Il Sindaco di Monterotondo Mauro Alessandri

C’è anche la Protezione civile di Monterotondo tra le realtà che partecipano alle operazioni di soccorso in favore delle popolazioni dell’Emilia sconvolte dal sisma. Partiti ieri 30 maggio con la colonna mobile regionale, i sette volontari eretini (su due mezzi di soccorso) coordinati dal presidente dell’associazione Marco D’Angelo, sono ad oggi impegnati nell’allestimento di un campo-ricovero per sfollati nel comune di San Possidonio, nel modenese, a pochissimi chilometri da Mirandola.

Proprio dai volontari eretini giunge l’indicazione ad attendere prima di dare il via a raccolte di materiale o altre forme di mobilitazione in favore degli sfollati.

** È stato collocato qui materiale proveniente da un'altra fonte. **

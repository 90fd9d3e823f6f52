//! Read tool.

use async_trait::async_trait;
use serde::Deserialize;
use serde_json::{json, Value};
use tokio::fs;

use crate::tools::registry::{parse_params, Tool, ToolContext, ToolResult};

/// Files beyond this size must be read with offset/limit.
const MAX_FILE_SIZE: u64 = 10 * 1024 * 1024;
const DEFAULT_LINE_LIMIT: usize = 2_000;

pub struct ReadTool;

#[derive(Deserialize)]
struct Params {
    file_path: String,
    #[serde(default)]
    offset: Option<usize>,
    #[serde(default)]
    limit: Option<usize>,
}

#[async_trait]
impl Tool for ReadTool {
    fn name(&self) -> &str {
        "Read"
    }

    fn description(&self) -> &str {
        "Read a file from the workspace. Supports line offset/limit for large files."
    }

    fn parameters_schema(&self) -> Value {
        json!({
            "type": "object",
            "properties": {
                "file_path": {
                    "type": "string",
                    "description": "Path of the file to read, relative to the workspace"
                },
                "offset": {
                    "type": "number",
                    "description": "1-indexed line to start reading from"
                },
                "limit": {
                    "type": "number",
                    "description": "Number of lines to read"
                }
            },
            "required": ["file_path"],
            "additionalProperties": false
        })
    }

    async fn execute(&self, params: Value, ctx: &ToolContext) -> ToolResult {
        let params = match parse_params::<Params>(params) {
            Ok(p) => p,
            Err(e) => return e,
        };

        let path = match ctx.resolve(&params.file_path) {
            Ok(p) => p,
            Err(e) => return e,
        };
        if !path.is_file() {
            return ToolResult::error(format!("File not found: {}", params.file_path));
        }

        let metadata = match fs::metadata(&path).await {
            Ok(m) => m,
            Err(e) => return ToolResult::error(format!("Failed to read metadata: {}", e)),
        };
        if metadata.len() > MAX_FILE_SIZE {
            return ToolResult::error(format!(
                "File too large: {} bytes. Use offset/limit to read portions.",
                metadata.len()
            ));
        }

        let content = match fs::read_to_string(&path).await {
            Ok(c) => c,
            Err(e) => return ToolResult::error(format!("Failed to read file: {}", e)),
        };

        let lines: Vec<&str> = content.lines().collect();
        let total = lines.len();
        let start = params.offset.unwrap_or(1).saturating_sub(1);
        if start > 0 && start >= total {
            return ToolResult::error(format!(
                "Start line {} is beyond file length ({})",
                start + 1,
                total
            ));
        }
        let end = (start + params.limit.unwrap_or(DEFAULT_LINE_LIMIT)).min(total);

        ToolResult::success(json!({
            "content": lines[start..end].join("\n"),
            "total_lines": total,
            "start_line": start + 1,
        }))
    }
}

«Entro la fine della settimana – afferma l’assessore alla Protezione civile Enzo Donnarumma – i nostri volontari saranno in grado di precisare, sulla base delle indicazioni del coordinamento regionale e delle verifiche dirette sul campo, quali forme di aiuto siano maggiormente opportune. Subito dopo potremo ragionevolmente definire le modalità di mobilitazione, organizzando punti di
raccolta o altro. Farlo prima non avrebbe senso, contribuirebbe soltanto a fare confusione e questa è proprio l’unica cosa di cui non vi è alcun bisogno».

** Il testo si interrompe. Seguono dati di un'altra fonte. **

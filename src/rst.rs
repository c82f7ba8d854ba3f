//! Runtime syntax tree: the executable form a pattern compiles to.
//!
//! Nodes are immutable once built, compare structurally, and round-trip
//! through the binary codec in `codec`.

use std::fmt;
use std::rc::Rc;

use crate::query::Query;
use crate::token::Span;

/// Visibility of an output channel.
#[derive(Debug, Clone, Copy, PartialEq, Eq)]
pub enum ChannelVisibility {
    /// Appears in the run result; passes appends through to parent channels.
    Public,
    /// Absorbs appends; never appears in the run result.
    Private,
    /// Absorbs appends; flushed wholesale into its parent when closed.
    Internal,
}

impl ChannelVisibility {
    pub fn from_name(name: &str) -> Option<Self> {
        match name {
            "public" => Some(ChannelVisibility::Public),
            "private" => Some(ChannelVisibility::Private),
            "internal" => Some(ChannelVisibility::Internal),
            _ => None,
        }
    }
}

impl fmt::Display for ChannelVisibility {
    fn fmt(&self, f: &mut fmt::Formatter<'_>) -> fmt::Result {
        match self {
            ChannelVisibility::Public => write!(f, "public"),
            ChannelVisibility::Private => write!(f, "private"),
            ChannelVisibility::Internal => write!(f, "internal"),
        }
    }
}

/// Random character classes produced by escapes like `\d` and `\8,x`.
#[derive(Debug, Clone, Copy, PartialEq, Eq)]
pub enum CharClass {
    Digit,
    NonZeroDigit,
    HexLower,
    HexUpper,
    Lower,
    Upper,
    Alnum,
}

impl CharClass {
    pub fn from_escape(c: char) -> Option<Self> {
        match c {
            'd' => Some(CharClass::Digit),
            'N' => Some(CharClass::NonZeroDigit),
            'x' => Some(CharClass::HexLower),
            'X' => Some(CharClass::HexUpper),
            'c' => Some(CharClass::Lower),
            'C' => Some(CharClass::Upper),
            'w' => Some(CharClass::Alnum),
            _ => None,
        }
    }

    pub fn alphabet(self) -> &'static [u8] {
        match self {
            CharClass::Digit => b"0123456789",
            CharClass::NonZeroDigit => b"123456789",
            CharClass::HexLower => b"0123456789abcdef",
            CharClass::HexUpper => b"0123456789ABCDEF",
            CharClass::Lower => b"abcdefghijklmnopqrstuvwxyz",
            CharClass::Upper => b"ABCDEFGHIJKLMNOPQRSTUVWXYZ",
            CharClass::Alnum => b"abcdefghijklmnopqrstuvwxyz0123456789",
        }
    }
}

/// A compiled regex that remembers its written form. Equality and
/// serialization go through the source text; the compiled matcher is
/// rebuilt on load.
#[derive(Debug, Clone)]
pub struct RantRegex {
    pub source: String,
    pub flags: String,
    regex: regex::Regex,
}

impl RantRegex {
    pub fn new(source: &str, flags: &str) -> Result<Self, regex::Error> {
        let pattern = if flags.contains('i') {
            format!("(?i){}", source)
        } else {
            source.to_string()
        };
        Ok(Self {
            source: source.to_string(),
            flags: flags.to_string(),
            regex: regex::Regex::new(&pattern)?,
        })
    }

    /// Split a raw `/body/flags` token into body and flags.
    pub fn split_token(raw: &str) -> Option<(&str, &str)> {
        let rest = raw.strip_prefix('/')?;
        let close = rest.rfind('/')?;
        Some((&rest[..close], &rest[close + 1..]))
    }

    pub fn regex(&self) -> &regex::Regex {
        &self.regex
    }
}

impl PartialEq for RantRegex {
    fn eq(&self, other: &Self) -> bool {
        self.source == other.source && self.flags == other.flags
    }
}

/// Binary operators of the `[@…]` arithmetic sublanguage. Comparisons
/// evaluate to 1 or 0.
#[derive(Debug, Clone, Copy, PartialEq, Eq)]
pub enum ArithOp {
    Add,
    Sub,
    Mul,
    Div,
    Rem,
    Lt,
    Le,
    Gt,
    Ge,
    Eq,
    Ne,
}

#[derive(Debug, Clone, PartialEq)]
pub enum ArithExpr {
    Number(f64),
    Var(String),
    Neg(Box<ArithExpr>),
    Binary {
        op: ArithOp,
        lhs: Box<ArithExpr>,
        rhs: Box<ArithExpr>,
    },
}

/// One branch of a block, with an optional selection weight.
#[derive(Debug, Clone, PartialEq)]
pub struct Branch {
    pub body: Rc<Rst>,
    pub weight: Option<f64>,
}

#[derive(Debug, Clone, PartialEq)]
pub struct BlockNode {
    pub branches: Vec<Branch>,
}

/// An executable node. The span points back into the pattern source that
/// produced it (or `0..0` for synthesized nodes).
#[derive(Debug, Clone, PartialEq)]
pub struct Rst {
    pub span: Span,
    pub kind: RstKind,
}

#[derive(Debug, Clone, PartialEq)]
pub enum RstKind {
    Seq(Vec<Rc<Rst>>),
    Text(String),
    Block(BlockNode),
    Tag {
        name: String,
        args: Vec<Rc<Rst>>,
    },
    Query(Query),
    GetVar {
        name: String,
    },
    SetVar {
        name: String,
        expr: ArithExpr,
    },
    Arith(ArithExpr),
    If {
        cond: Rc<Rst>,
        then_branch: Rc<Rst>,
        else_branch: Option<Rc<Rst>>,
    },
    List(Vec<Rc<Rst>>),
    Chan {
        name: String,
        visibility: ChannelVisibility,
        body: Rc<Rst>,
    },
    SubDef {
        name: String,
        params: Vec<String>,
        body: Rc<Rst>,
    },
    SubCall {
        name: String,
        args: Vec<Rc<Rst>>,
    },
    Replace {
        regex: RantRegex,
        subject: Rc<Rst>,
        replacement: Rc<Rst>,
    },
    Chars {
        class: CharClass,
        count: u32,
    },
    Article,
    Nop,
}

impl Rst {
    pub fn new(span: Span, kind: RstKind) -> Self {
        Self { span, kind }
    }

    /// Wrap a node list into a single node, avoiding a needless `Seq` for
    /// the common one-element case.
    pub fn sequence(span: Span, mut nodes: Vec<Rst>) -> Rst {
        match nodes.len() {
            0 => Rst::new(span, RstKind::Nop),
            1 => nodes.pop().unwrap(),
            _ => Rst::new(span, RstKind::Seq(nodes.into_iter().map(Rc::new).collect())),
        }
    }

    /// Stable type id used by the binary codec.
    pub(crate) fn type_id(&self) -> u8 {
        match &self.kind {
            RstKind::Seq(_) => 0,
            RstKind::Text(_) => 1,
            RstKind::Block(_) => 2,
            RstKind::Tag { .. } => 3,
            RstKind::Query(_) => 4,
            RstKind::GetVar { .. } => 5,
            RstKind::SetVar { .. } => 6,
            RstKind::Arith(_) => 7,
            RstKind::If { .. } => 8,
            RstKind::List(_) => 9,
            RstKind::Chan { .. } => 10,
            RstKind::SubDef { .. } => 11,
            RstKind::SubCall { .. } => 12,
            RstKind::Replace { .. } => 13,
            RstKind::Chars { .. } => 14,
            RstKind::Article => 15,
            RstKind::Nop => 16,
        }
    }
}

«Come è già avvenuto in occasione del tragico sisma dell’Aquila – aggiunge il sindaco Alessandri – anche stavolta la grande generosità dei monterotondesi non esiterà a mobilitarsi in favore delle popolazioni colpite. Stanno già arrivando sollecitazioni e richieste in tal senso. Occorre ricordare, però, che gli aiuti possono essere efficaci solo se coordinati, solo se inquadrati in una organizzazione
complessiva. Attendiamo qualche giorno, quindi, prima di dare il via a raccolte o altro. Intanto ringrazio Marco D’Angelo e gli altri volontari eretini, che come già fatto in occasione del terremoto del 2009, anche in questa drammatica situazione stanno offrendo il loro contributo per alleviare le sofferenze delle popolazioni colpite».